Watch enough and you might never want to have sex again.

The idea made him sad, like old photographs did, and he smiled to himself, watching an American-Asian girl pretend to enjoy being anally skewered on a three-foot dildo.

The next morning he bought a ticket to Wellington, New Zealand.

II

Despite spending two nights in Hong Kong en route, he arrived at Auckland bleary and crumpled. His consciousness felt negligently tethered to his body. It bobbed in his zombie wake like a party balloon. His feet were swollen.

Once it had been established that he did not intend to bring any dangerous fruit into the country, Auckland proved to be the most accommodating of airports. The corridors and walkways were ornamented with potted, indigenous plant species. Native birdsong had been piped in. Smoked glass windows overlooked gigantic docked 747s.

He went to the Air New Zealand desk and confirmed his connecting flight to Wellington.

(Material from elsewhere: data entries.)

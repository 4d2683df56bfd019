// SPDX-License-Identifier: MIT
// Copyright (c) 2026 Alfred Jean LLC

#![allow(clippy::unwrap_used)]

use super::*;
use crate::clef::{ClefEvents, DecodePolicy};
use crate::error::Error;
use crate::payload::RawLines;
use crate::rolling::RollingInterval;
use crate::scanner::UTF8_BOM;
use std::io::Write;
use std::path::{Path, PathBuf};
use tempfile::TempDir;

fn raw_reader() -> BatchReader<RawLines> {
    BatchReader::new(RawLines).with_terminator(LineTerminator::Lf)
}

fn write_file(dir: &TempDir, name: &str, content: &[u8]) -> PathBuf {
    let path = dir.path().join(name);
    std::fs::write(&path, content).unwrap();
    path
}

fn append(path: &Path, content: &str) {
    let mut file = std::fs::OpenOptions::new().append(true).open(path).unwrap();
    file.write_all(content.as_bytes()).unwrap();
}

#[test]
fn reads_all_lines_up_to_limit() {
    let dir = TempDir::new().unwrap();
    let path = write_file(&dir, "app-20240131.clef", b"a\nb\nc\n");

    let batch = raw_reader()
        .read_batch(&Limits::new(2), &Checkpoint::start_of(&path), 0)
        .unwrap();
    assert_eq!(batch.payload, vec!["a", "b"]);
    assert_eq!(batch.count, 2);
    assert_eq!(batch.checkpoint, Checkpoint::new(&path, 4));

    let next = raw_reader()
        .read_batch(&Limits::new(2), &batch.checkpoint, 0)
        .unwrap();
    assert_eq!(next.payload, vec!["c"]);
    assert_eq!(next.count, 1);
    assert_eq!(next.checkpoint.offset, 6);
}

#[test]
fn count_so_far_reduces_remaining_budget() {
    let dir = TempDir::new().unwrap();
    let path = write_file(&dir, "app-20240131.clef", b"a\nb\nc\n");

    let batch = raw_reader()
        .read_batch(&Limits::new(3), &Checkpoint::start_of(&path), 2)
        .unwrap();
    assert_eq!(batch.payload, vec!["a"]);
    assert_eq!(batch.count, 3);
}

#[test]
fn exhausted_budget_reads_nothing() {
    let dir = TempDir::new().unwrap();
    let path = write_file(&dir, "app-20240131.clef", b"a\n");
    let start = Checkpoint::start_of(&path);

    let batch = raw_reader().read_batch(&Limits::new(3), &start, 3).unwrap();
    assert!(batch.payload.is_empty());
    assert_eq!(batch.checkpoint, start);
    assert_eq!(batch.count, 3);
}

#[test]
fn rereading_without_new_bytes_is_empty() {
    let dir = TempDir::new().unwrap();
    let path = write_file(&dir, "app-20240131.clef", b"{\"a\":1}\n");

    let first = raw_reader()
        .read_batch(&Limits::new(10), &Checkpoint::start_of(&path), 0)
        .unwrap();
    assert_eq!(first.payload.len(), 1);

    for _ in 0..2 {
        let again = raw_reader()
            .read_batch(&Limits::new(10), &first.checkpoint, 0)
            .unwrap();
        assert!(again.payload.is_empty());
        assert_eq!(again.count, 0);
        assert_eq!(again.checkpoint, first.checkpoint);
    }
}

#[test]
fn oversized_lines_are_counted_but_dropped() {
    let dir = TempDir::new().unwrap();
    let path = write_file(
        &dir,
        "app-20240131.clef",
        b"short\nthis one is too long\nok\nanother long line\nfine\n",
    );
    let limits = Limits::new(5).with_max_record_bytes(Some(10));

    let batch = raw_reader()
        .read_batch(&limits, &Checkpoint::start_of(&path), 0)
        .unwrap();
    assert_eq!(batch.count, 5);
    assert_eq!(batch.payload, vec!["short", "ok", "fine"]);
    assert_eq!(
        batch.checkpoint.offset,
        std::fs::metadata(&path).unwrap().len()
    );
}

#[test]
fn dropped_line_spends_budget_and_is_never_reread() {
    let dir = TempDir::new().unwrap();
    let path = write_file(&dir, "app-20240131.clef", b"way too long\nok\n");
    let limits = Limits::new(1).with_max_record_bytes(Some(5));

    let first = raw_reader()
        .read_batch(&limits, &Checkpoint::start_of(&path), 0)
        .unwrap();
    assert!(first.payload.is_empty());
    assert_eq!(first.count, 1);
    assert_eq!(first.checkpoint.offset, 13);

    let second = raw_reader().read_batch(&limits, &first.checkpoint, 0).unwrap();
    assert_eq!(second.payload, vec!["ok"]);
}

#[test]
fn size_limit_uses_encoded_bytes() {
    let dir = TempDir::new().unwrap();
    // Four characters, eight bytes.
    let path = write_file(&dir, "app-20240131.clef", "\u{e9}\u{e9}\u{e9}\u{e9}\nabcd\n".as_bytes());
    let limits = Limits::new(10).with_max_record_bytes(Some(4));

    let batch = raw_reader()
        .read_batch(&limits, &Checkpoint::start_of(&path), 0)
        .unwrap();
    assert_eq!(batch.payload, vec!["abcd"]);
    assert_eq!(batch.count, 2);
}

#[test]
fn partial_tail_line_waits_for_terminator() {
    let dir = TempDir::new().unwrap();
    let path = write_file(&dir, "app-20240131.clef", b"{\"a\":1}\n{\"b\":2");

    let first = raw_reader()
        .read_batch(&Limits::new(10), &Checkpoint::start_of(&path), 0)
        .unwrap();
    assert_eq!(first.payload, vec!["{\"a\":1}"]);
    assert_eq!(first.checkpoint.offset, 8);

    let idle = raw_reader()
        .read_batch(&Limits::new(10), &first.checkpoint, 0)
        .unwrap();
    assert!(idle.payload.is_empty());
    assert_eq!(idle.checkpoint.offset, 8);

    append(&path, "}\n");
    let completed = raw_reader()
        .read_batch(&Limits::new(10), &idle.checkpoint, 0)
        .unwrap();
    assert_eq!(completed.payload, vec!["{\"b\":2}"]);
}

#[test]
fn successive_batches_over_growing_file_lose_and_repeat_nothing() {
    let dir = TempDir::new().unwrap();
    let path = write_file(&dir, "app-20240131.clef", b"");
    let limits = Limits::new(3);
    let mut checkpoint = Checkpoint::start_of(&path);
    let mut seen = Vec::new();
    let mut expected = Vec::new();

    for round in 0..5 {
        for i in 0..round + 1 {
            let line = format!("{{\"round\":{round},\"i\":{i},\"m\":\"\u{00fc}\"}}");
            append(&path, &format!("{line}\n"));
            expected.push(line);
        }

        let batch = raw_reader().read_batch(&limits, &checkpoint, 0).unwrap();
        assert!(batch.checkpoint.offset >= checkpoint.offset);
        assert!(batch.checkpoint.offset <= std::fs::metadata(&path).unwrap().len());
        seen.extend(batch.payload);
        checkpoint = batch.checkpoint;
    }

    loop {
        let batch = raw_reader().read_batch(&limits, &checkpoint, 0).unwrap();
        if batch.count == 0 {
            break;
        }
        seen.extend(batch.payload);
        checkpoint = batch.checkpoint;
    }

    assert_eq!(seen, expected);
    assert_eq!(checkpoint.offset, std::fs::metadata(&path).unwrap().len());
}

#[test]
fn bom_is_skipped_exactly_once() {
    let dir = TempDir::new().unwrap();
    let mut content = UTF8_BOM.to_vec();
    content.extend_from_slice(b"{\"a\":1}\n{\"b\":2}\n");
    let with_bom = write_file(&dir, "bom-20240131.clef", &content);
    let plain = write_file(&dir, "plain-20240131.clef", b"{\"a\":1}\n{\"b\":2}\n");

    let first = raw_reader()
        .read_batch(&Limits::new(1), &Checkpoint::start_of(&with_bom), 0)
        .unwrap();
    let plain_first = raw_reader()
        .read_batch(&Limits::new(1), &Checkpoint::start_of(&plain), 0)
        .unwrap();
    assert_eq!(first.payload, plain_first.payload);
    assert_eq!(first.checkpoint.offset, plain_first.checkpoint.offset + 3);

    let second = raw_reader()
        .read_batch(&Limits::new(10), &first.checkpoint, 0)
        .unwrap();
    assert_eq!(second.payload, vec!["{\"b\":2}"]);
    assert_eq!(second.checkpoint.offset, content.len() as u64);
}

#[test]
fn crlf_files_advance_by_two_byte_terminator() {
    let dir = TempDir::new().unwrap();
    let path = write_file(&dir, "app-20240131.clef", b"a\r\nb\r\n");
    let reader = BatchReader::new(RawLines).with_terminator(LineTerminator::CrLf);

    let batch = reader
        .read_batch(&Limits::new(10), &Checkpoint::start_of(&path), 0)
        .unwrap();
    assert_eq!(batch.payload, vec!["a", "b"]);
    assert_eq!(batch.checkpoint.offset, 6);
}

#[test]
fn missing_file_is_io_error() {
    let dir = TempDir::new().unwrap();
    let path = dir.path().join("app-20240131.clef");

    let err = raw_reader()
        .read_batch(&Limits::new(10), &Checkpoint::start_of(&path), 0)
        .unwrap_err();
    assert!(matches!(err, Error::Io(_)));
}

#[test]
fn bad_file_name_fails_before_reading() {
    let dir = TempDir::new().unwrap();
    let path = write_file(&dir, "app-notadate.clef", b"{\"@t\":\"2024-01-31T10:00:00Z\"}\n");
    let reader = BatchReader::new(ClefEvents::new(RollingInterval::Day))
        .with_terminator(LineTerminator::Lf);

    let err = reader
        .read_batch(&Limits::new(10), &Checkpoint::start_of(&path), 0)
        .unwrap_err();
    assert!(matches!(err, Error::FileName { .. }));
}

#[test]
fn bad_file_name_is_reported_even_when_file_is_missing() {
    let dir = TempDir::new().unwrap();
    let path = dir.path().join("app-notadate.clef");
    let reader = BatchReader::new(ClefEvents::new(RollingInterval::Day));

    let err = reader
        .read_batch(&Limits::new(10), &Checkpoint::start_of(&path), 0)
        .unwrap_err();
    assert!(matches!(err, Error::FileName { .. }));
}

#[test]
fn clef_batch_decodes_events() {
    let dir = TempDir::new().unwrap();
    let path = write_file(
        &dir,
        "app-20240131.clef",
        b"{\"@t\":\"2024-01-31T10:00:00Z\",\"@mt\":\"one\"}\n{\"@t\":\"2024-01-31T10:00:01Z\",\"@mt\":\"two\",\"@l\":\"Error\"}\n",
    );
    let reader = BatchReader::new(ClefEvents::new(RollingInterval::Day))
        .with_terminator(LineTerminator::Lf);

    let batch = reader
        .read_batch(&Limits::new(10), &Checkpoint::start_of(&path), 0)
        .unwrap();
    assert_eq!(batch.payload.len(), 2);
    assert_eq!(batch.payload[1].message_template.as_deref(), Some("two"));
    assert_eq!(batch.payload[1].level, crate::clef::Level::Error);
}

#[test]
fn clef_decode_failure_aborts_batch() {
    let dir = TempDir::new().unwrap();
    let path = write_file(
        &dir,
        "app-20240131.clef",
        b"{\"@t\":\"2024-01-31T10:00:00Z\"}\nnot an event\n",
    );
    let reader = BatchReader::new(ClefEvents::new(RollingInterval::Day))
        .with_terminator(LineTerminator::Lf);

    let err = reader
        .read_batch(&Limits::new(10), &Checkpoint::start_of(&path), 0)
        .unwrap_err();
    assert!(matches!(err, Error::Decode(_)));
}

#[test]
fn clef_skip_policy_advances_past_bad_lines() {
    let dir = TempDir::new().unwrap();
    let path = write_file(
        &dir,
        "app-20240131.clef",
        b"{\"@t\":\"2024-01-31T10:00:00Z\"}\nnot an event\n{\"@t\":\"2024-01-31T10:00:02Z\"}\n",
    );
    let builder = ClefEvents::new(RollingInterval::Day).with_decode_policy(DecodePolicy::Skip);
    let reader = BatchReader::new(builder).with_terminator(LineTerminator::Lf);

    let batch = reader
        .read_batch(&Limits::new(10), &Checkpoint::start_of(&path), 0)
        .unwrap();
    assert_eq!(batch.payload.len(), 2);
    assert_eq!(batch.count, 3);
    assert_eq!(
        batch.checkpoint.offset,
        std::fs::metadata(&path).unwrap().len()
    );
}

#[test]
fn no_payload_is_empty() {
    assert!(raw_reader().no_payload().is_empty());
}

It left in two hours, so he found a luggage trolley and walked to the domestic terminal. In a moulded plastic seat, he punched and bundled his hand luggage into a pillow. He fell asleep at once. When he jerked awake and looked at his watch, he couldn’t work out where the time had gone. He went to the lavatory and passed a thick, odorous stream of dark urine. He examined his tongue in the mirror. The sight was alarming. He went to Whitcoulls and bought a litre of Evian and five Cherry Ripes, bars of cherry coconut in plain chocolate. The mixed strangeness and familiarity of the horizontally ranked confectionery reminded him how far he was from home. By the time he had washed down this meal (he could not work out which meal it had been), the time had come to board his flight.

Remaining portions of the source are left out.